Inosperma maculatum has a conical or bell-shaped cap which is up to 8 cm in diameter. As the mushrooms age, the cap becomes flatter, and the broad umbo becomes prominent. The centre of the cap has white remains of the universal veil, especially on younger mushrooms. The cap is covered in fibres which extend from the centre of the cap to the margin (which is usually split). The cap is typically a chestnut brown in colour, though it is paler towards the margin. Other hues have been described as "Buckthorn brown", "snuff brown", "tawny olive" and "Saccardo's umber". Both cap colour and the presences of veil remnants are known to vary greatly. In appearance, Inosperma maculatum f. fulvum has a lighter cap colour (typically more yellow to reddish-brown) and less (or even no) remnants of the veil on the cap.

The gill attachment is adnate, meaning that the gills are attached to the stem along their entire depth. The gills are crowded, with white edges that are finely toothed. Younger mushrooms have gills that are greyish-white that eventually mature to an olive-brown colour. The stem is up to 8 cm in length, and generally cylindrical in shape, though it is often thicker towards the base. While the stem is initially solid, it later becomes hollow. There is often a small bulb at the base of the stem. The stem has cream colouration, becoming gradually browner with age. The base sometimes white and powdery. The flesh is white. The flesh has a mild taste, and a strong, pungent, fruity smell.

===Microscopic features===
Inosperma maculatum has thin-walled cheilocystidia, which are clavate (club-shaped), lack encrustation at the apex, and are colourless. The basidia are also clavate, and can be two-, three- or four-spored, and measure from 15 to 30 micrometres (μm) by 5 to 9 μm. The sterigmata (the narrow horns on the end of the basidia which hold the spores) are 4 to 5 μm long. It lacks pleurocystidia. The species leaves a snuff-brown spore print. The spores themselves are smooth and bean shaped; they have a yellow-brown to rusty brown colouration, and measure from 9 to 11 μm by 4.5 to 5.5 μm.
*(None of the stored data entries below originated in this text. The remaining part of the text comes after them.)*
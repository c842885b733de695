//! Health check HTTP handler

use axum::response::Json;

use crate::web::responses::HealthResponse;

/// Liveness only; the playlist source is per-request and not probed here
pub async fn health_check() -> Json<HealthResponse> {
    Json(HealthResponse::healthy())
}
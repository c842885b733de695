pub mod addon;
pub mod config;
pub mod errors;
pub mod models;
pub mod playlist;
pub mod services;
pub mod sources;
pub mod utils;
pub mod web;
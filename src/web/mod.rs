//! Web layer module
//!
//! This module provides the HTTP interface of the addon: the Stremio
//! resources (manifest, catalog, meta, stream), the configuration page and a
//! health check. Handlers are thin and delegate to [`PlaylistResolver`].
//!
//! # Routing
//!
//! Every addon resource is served both at the root and below a leading
//! `/{config}` segment carrying the user's configuration, which is how
//! Stremio addresses configured addon installs.

use anyhow::Result;
use axum::{routing::get, Router};
use std::net::SocketAddr;
use std::sync::Arc;
use tower_http::{cors::CorsLayer, trace::TraceLayer};

use crate::{config::Config, models::Manifest, services::PlaylistResolver};

pub mod handlers;
pub mod responses;

/// Web server configuration and setup
pub struct WebServer {
    app: Router,
    addr: SocketAddr,
}

impl WebServer {
    /// Create a web server with the HTTP playlist resolver
    pub fn new(config: Config) -> Result<Self> {
        let resolver = PlaylistResolver::from_config(&config);
        Self::with_resolver(config, resolver)
    }

    pub fn with_resolver(config: Config, resolver: PlaylistResolver) -> Result<Self> {
        let addr: SocketAddr = format!("{}:{}", config.web.host, config.web.port).parse()?;
        let app = create_router(AppState::new(config, resolver));

        Ok(Self { app, addr })
    }

    /// Start the web server
    pub async fn serve(self) -> Result<()> {
        let listener = tokio::net::TcpListener::bind(&self.addr).await?;
        axum::serve(listener, self.app).await?;
        Ok(())
    }

    /// Get the host address
    pub fn host(&self) -> String {
        self.addr.ip().to_string()
    }

    /// Get the port number
    pub fn port(&self) -> u16 {
        self.addr.port()
    }
}

/// Create the router with all routes and middleware
pub fn create_router(state: AppState) -> Router {
    Router::new()
        .route("/", get(handlers::configure::redirect_to_configure))
        .route("/health", get(handlers::health::health_check))
        // Configuration page
        .route("/configure", get(handlers::configure::configure_page))
        .route(
            "/:config/configure",
            get(handlers::configure::configure_page_with_config),
        )
        // Addon resources
        .route("/manifest.json", get(handlers::addon::manifest))
        .route(
            "/:config/manifest.json",
            get(handlers::addon::manifest_with_config),
        )
        .route("/catalog/:type/:id", get(handlers::addon::catalog))
        .route(
            "/:config/catalog/:type/:id",
            get(handlers::addon::catalog_with_config),
        )
        .route("/meta/:type/:id", get(handlers::addon::meta))
        .route(
            "/:config/meta/:type/:id",
            get(handlers::addon::meta_with_config),
        )
        .route("/stream/:type/:id", get(handlers::addon::stream))
        .route(
            "/:config/stream/:type/:id",
            get(handlers::addon::stream_with_config),
        )
        // Middleware (applied in reverse order)
        .layer(CorsLayer::permissive())
        .layer(TraceLayer::new_for_http())
        // Shared state
        .with_state(state)
}

/// Application state shared across all handlers
///
/// Read-only for the lifetime of the process.
#[derive(Clone)]
pub struct AppState {
    pub config: Arc<Config>,
    pub manifest: Arc<Manifest>,
    pub resolver: PlaylistResolver,
}

impl AppState {
    pub fn new(config: Config, resolver: PlaylistResolver) -> Self {
        let manifest = Manifest::from_config(&config.addon);
        Self {
            config: Arc::new(config),
            manifest: Arc::new(manifest),
            resolver,
        }
    }
}
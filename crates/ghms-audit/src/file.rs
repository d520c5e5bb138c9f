//! JSON-lines implementation of `LedgerStore`.
//!
//! One committed entry per line, in sequence order.  Lines are only ever
//! appended; the one exception is an unterminated final line left by a
//! crashed or failed write, which is cut off before the next append.
//!
//! Every handle takes an OS advisory lock on the ledger file: exclusive for
//! the refresh, tail check, write and `sync_data` of an append, shared for
//! reads.  Separate handles and separate processes therefore see appends
//! one at a time, and a writer whose `prev_hash` went stale gets
//! `ChainConflict` instead of forking the chain.
//!
//! Each handle caches the tail entry, the entry count, and the file size it
//! last saw.  A size change means another handle wrote, and the cache is
//! rebuilt from disk.

use std::fs::{self, File, OpenOptions};
use std::io::{self, BufRead, BufReader, Write};
use std::path::{Path, PathBuf};
use std::sync::{Mutex, MutexGuard};

use fd_lock::RwLock;
use tracing::{debug, info, warn};

use ghms_contracts::{
    entry::{AuditEntry, PendingEntry, GENESIS_HASH},
    error::{AuditError, AuditResult},
};
use ghms_core::traits::LedgerStore;

#[derive(Default)]
struct Cache {
    tail: Option<AuditEntry>,
    len: u64,
    /// File size at the last scan or write.
    bytes: u64,
    /// Length of the newline-terminated prefix; less than `bytes` only when
    /// the file ends in a torn line.
    valid_bytes: u64,
}

struct FileState {
    file: RwLock<File>,
    cache: Cache,
}

/// An append-only ledger store backed by a JSON-lines file.
pub struct JsonlLedgerStore {
    path: PathBuf,
    state: Mutex<FileState>,
}

impl JsonlLedgerStore {
    /// Open (or create) the ledger file at `path`.
    ///
    /// Missing parent directories are created and a torn final line is
    /// truncated.  Returns `AuditError::Corrupt` if a complete line cannot be
    /// decoded.
    pub fn open(path: impl AsRef<Path>) -> AuditResult<Self> {
        let path = path.as_ref().to_path_buf();

        if let Some(parent) = path.parent().filter(|p| !p.as_os_str().is_empty()) {
            fs::create_dir_all(parent).map_err(|e| io_error("create ledger directory", &path, e))?;
        }

        let file = OpenOptions::new()
            .create(true)
            .append(true)
            .open(&path)
            .map_err(|e| io_error("open ledger", &path, e))?;

        let mut file = RwLock::new(file);
        let mut cache = Cache::default();
        {
            let locked = file.write().map_err(|e| io_error("lock ledger", &path, e))?;
            refresh(&path, &mut cache)?;
            cut_torn_tail(&path, &locked, &mut cache)?;
        }

        info!(
            path = %path.display(),
            entries = cache.len,
            tail_sequence_id = cache.tail.as_ref().map(|t| t.sequence_id),
            "opened ledger file"
        );

        Ok(Self {
            path,
            state: Mutex::new(FileState { file, cache }),
        })
    }

    pub fn path(&self) -> &Path {
        &self.path
    }

    fn lock(&self) -> AuditResult<MutexGuard<'_, FileState>> {
        self.state.lock().map_err(|e| AuditError::StoreUnavailable {
            reason: format!("ledger file lock poisoned: {}", e),
        })
    }

    /// Run `read` against a fresh cache under a shared file lock.
    fn with_shared<T>(&self, read: impl FnOnce(&Cache) -> T) -> AuditResult<T> {
        let mut state = self.lock()?;
        let FileState { file, cache } = &mut *state;
        let _shared = file
            .read()
            .map_err(|e| io_error("lock ledger", &self.path, e))?;
        refresh(&self.path, cache)?;
        Ok(read(cache))
    }

    /// Read every complete entry under a shared file lock.
    fn scan(&self) -> AuditResult<Vec<AuditEntry>> {
        let state = self.lock()?;
        let _shared = state
            .file
            .read()
            .map_err(|e| io_error("lock ledger", &self.path, e))?;
        Ok(read_entries(&self.path)?.entries)
    }
}

impl LedgerStore for JsonlLedgerStore {
    fn append_entry(&self, entry: PendingEntry) -> AuditResult<AuditEntry> {
        let mut state = self.lock()?;
        let FileState { file, cache } = &mut *state;
        let mut locked = file
            .write()
            .map_err(|e| io_error("lock ledger", &self.path, e))?;

        refresh(&self.path, cache)?;
        cut_torn_tail(&self.path, &locked, cache)?;

        let tail_hash = cache
            .tail
            .as_ref()
            .map(|t| t.curr_hash.clone())
            .unwrap_or_else(|| GENESIS_HASH.to_string());
        if entry.prev_hash != tail_hash {
            return Err(AuditError::ChainConflict {
                expected: entry.prev_hash,
                actual: tail_hash,
            });
        }

        let sequence_id = cache.tail.as_ref().map_or(1, |t| t.sequence_id + 1);
        let committed = AuditEntry::from_pending(sequence_id, entry);

        let mut line = serde_json::to_vec(&committed).map_err(|e| AuditError::Serialization {
            reason: format!("failed to encode ledger line: {}", e),
        })?;
        line.push(b'\n');

        if let Err(e) = write_line(&mut locked, &line) {
            // Leave no partial line behind for the next reader.
            if let Err(trunc) = locked.set_len(cache.bytes) {
                warn!(path = %self.path.display(), error = %trunc, "could not roll back partial ledger line");
            }
            return Err(io_error("append to ledger", &self.path, e));
        }

        cache.tail = Some(committed.clone());
        cache.len += 1;
        cache.bytes += line.len() as u64;
        cache.valid_bytes = cache.bytes;

        debug!(sequence_id, path = %self.path.display(), "entry committed to ledger file");
        Ok(committed)
    }

    fn last_entry(&self) -> AuditResult<Option<AuditEntry>> {
        self.with_shared(|cache| cache.tail.clone())
    }

    fn entries_in_range(&self, start_id: u64, end_id: u64) -> AuditResult<Vec<AuditEntry>> {
        Ok(self
            .scan()?
            .into_iter()
            .filter(|e| (start_id..=end_id).contains(&e.sequence_id))
            .collect())
    }

    fn entry_before(&self, sequence_id: u64) -> AuditResult<Option<AuditEntry>> {
        Ok(self
            .scan()?
            .into_iter()
            .take_while(|e| e.sequence_id < sequence_id)
            .last())
    }

    fn len(&self) -> AuditResult<u64> {
        self.with_shared(|cache| cache.len)
    }
}

fn write_line(file: &mut File, line: &[u8]) -> io::Result<()> {
    file.write_all(line)?;
    file.sync_data()
}

/// Rebuild `cache` from disk if the file size moved since it was filled.
///
/// A cache that saw a torn tail is always rebuilt: once another handle cuts
/// the tail and appends, the size alone cannot tell the files apart.
fn refresh(path: &Path, cache: &mut Cache) -> AuditResult<()> {
    let bytes = file_size(path)?;
    if bytes == cache.bytes && cache.valid_bytes == cache.bytes {
        return Ok(());
    }
    debug!(path = %path.display(), "ledger file changed; rescanning");

    let scan = read_entries(path)?;
    cache.len = scan.entries.len() as u64;
    cache.tail = scan.entries.into_iter().last();
    cache.bytes = scan.total_bytes;
    cache.valid_bytes = scan.valid_bytes;
    Ok(())
}

/// Truncate an unterminated final line.  Callers hold the exclusive lock.
fn cut_torn_tail(path: &Path, file: &File, cache: &mut Cache) -> AuditResult<()> {
    if cache.valid_bytes >= cache.bytes {
        return Ok(());
    }
    warn!(
        path = %path.display(),
        torn_bytes = cache.bytes - cache.valid_bytes,
        "truncating torn final ledger line"
    );
    file.set_len(cache.valid_bytes)
        .and_then(|_| file.sync_data())
        .map_err(|e| io_error("truncate torn ledger line", path, e))?;
    cache.bytes = cache.valid_bytes;
    Ok(())
}

fn file_size(path: &Path) -> AuditResult<u64> {
    fs::metadata(path)
        .map(|m| m.len())
        .map_err(|e| io_error("stat ledger", path, e))
}

struct Scan {
    entries: Vec<AuditEntry>,
    valid_bytes: u64,
    total_bytes: u64,
}

/// Decode every complete, non-blank line of the ledger file.
///
/// An unterminated final line is not decoded; it only shows up as the gap
/// between `valid_bytes` and `total_bytes`.
fn read_entries(path: &Path) -> AuditResult<Scan> {
    let file = File::open(path).map_err(|e| io_error("read ledger", path, e))?;
    let mut reader = BufReader::new(file);
    let mut buf = Vec::new();
    let mut entries = Vec::new();
    let mut valid_bytes = 0u64;
    let mut line_no = 0usize;

    loop {
        buf.clear();
        let read = reader
            .read_until(b'\n', &mut buf)
            .map_err(|e| io_error("read ledger", path, e))?;
        if read == 0 {
            break;
        }
        line_no += 1;

        if buf.last() != Some(&b'\n') {
            return Ok(Scan {
                entries,
                valid_bytes,
                total_bytes: valid_bytes + read as u64,
            });
        }
        valid_bytes += read as u64;

        let text = std::str::from_utf8(&buf).map_err(|e| AuditError::Corrupt {
            line: line_no,
            reason: e.to_string(),
        })?;
        if text.trim().is_empty() {
            continue;
        }
        let entry: AuditEntry = serde_json::from_str(text).map_err(|e| AuditError::Corrupt {
            line: line_no,
            reason: e.to_string(),
        })?;
        entries.push(entry);
    }

    Ok(Scan {
        entries,
        valid_bytes,
        total_bytes: valid_bytes,
    })
}

fn io_error(op: &str, path: &Path, e: io::Error) -> AuditError {
    AuditError::StoreUnavailable {
        reason: format!("failed to {} '{}': {}", op, path.display(), e),
    }
}
//! In-memory implementation of `LedgerStore`.
//!
//! `InMemoryLedgerStore` keeps committed entries in a `Vec` behind a
//! `Mutex`.  It is the reference store for tests and dry runs; nothing
//! survives the process.

use std::sync::Mutex;

use tracing::debug;

use ghms_contracts::{
    entry::{AuditEntry, PendingEntry, GENESIS_HASH},
    error::{AuditError, AuditResult},
};
use ghms_core::traits::LedgerStore;

/// The mutable interior of an `InMemoryLedgerStore`.
#[derive(Default)]
pub(crate) struct InMemoryState {
    /// Committed entries in sequence order.
    pub(crate) entries: Vec<AuditEntry>,
}

/// A process-local, append-only ledger store.
///
/// Sequence ids start at 1.
#[derive(Default)]
pub struct InMemoryLedgerStore {
    pub(crate) state: Mutex<InMemoryState>,
}

impl InMemoryLedgerStore {
    pub fn new() -> Self {
        Self::default()
    }

    fn lock(&self) -> AuditResult<std::sync::MutexGuard<'_, InMemoryState>> {
        self.state.lock().map_err(|e| AuditError::StoreUnavailable {
            reason: format!("ledger state lock poisoned: {}", e),
        })
    }
}

impl LedgerStore for InMemoryLedgerStore {
    fn append_entry(&self, entry: PendingEntry) -> AuditResult<AuditEntry> {
        let mut state = self.lock()?;

        let tail = state
            .entries
            .last()
            .map(|last| last.curr_hash.clone())
            .unwrap_or_else(|| GENESIS_HASH.to_string());
        if entry.prev_hash != tail {
            return Err(AuditError::ChainConflict {
                expected: entry.prev_hash,
                actual: tail,
            });
        }

        let sequence_id = state.entries.last().map_or(1, |last| last.sequence_id + 1);
        let committed = AuditEntry::from_pending(sequence_id, entry);
        state.entries.push(committed.clone());

        debug!(sequence_id, "entry committed to in-memory ledger");
        Ok(committed)
    }

    fn last_entry(&self) -> AuditResult<Option<AuditEntry>> {
        Ok(self.lock()?.entries.last().cloned())
    }

    fn entries_in_range(&self, start_id: u64, end_id: u64) -> AuditResult<Vec<AuditEntry>> {
        Ok(self
            .lock()?
            .entries
            .iter()
            .filter(|e| (start_id..=end_id).contains(&e.sequence_id))
            .cloned()
            .collect())
    }

    fn entry_before(&self, sequence_id: u64) -> AuditResult<Option<AuditEntry>> {
        Ok(self
            .lock()?
            .entries
            .iter()
            .rev()
            .find(|e| e.sequence_id < sequence_id)
            .cloned())
    }

    fn len(&self) -> AuditResult<u64> {
        Ok(self.lock()?.entries.len() as u64)
    }
}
The hyphae can have clamp connections, but can also lack them.

===Similar species===
The variable I. lacera (the split fibrecap) is similar, but I. maculatum can be differentiated by its cap's darker colouration and white remains of the veil in the centre. Inocybe lanatodisca is also similar, but its odour is characteristically sweet, resembling green corn, and the colour of its cap is fulvous. Inocybe fastigiata is closely related, but can again be distinguished by colour; I. fastigiata has lighter-coloured fibrils.

==Distribution and habitat==
Inosperma maculatum is an ectomycorrhizal species, with a wide ecological range. It is found in all biomes from low-lying deciduous woodland to arctic-alpine areas. It typically grows on the ground in deciduous (or mixed) woodland, favouring beech. It grows best on chalky soil, among leaf litter. In North America, it favours sandy soil, clay or moss. It is also encountered on pathsides. As well as beech, the species has been recorded growing in association with hornbeam, hazel, oak and lime. Inocybe maculata f. fulva favours birch, spruce, pine, Populus, willow, (as well as Dryas and Polygonum in alpine regions). Mushrooms grow individually or in scattered groups. Though widespread in the areas it is found, it is not a common species. It is found from western Europe to eastern Asia; and in North America, from where it was first collected in the 1960s. Inocybe maculata f. fulva was first identified in France, and has since been found elsewhere in Europe.

==Edibility==
The mushroom is poisonous, containing muscarine compounds. Consumption of the mushroom could lead to a number of physiological effects, including: salivation, lacrimation, urination, defecation, gastrointestinal problems and emesis (vomiting); this array of symptoms is also known by the acronym SLUDGE. Other potential effects include a drop in blood pressure, sweating and death due to respiratory failure.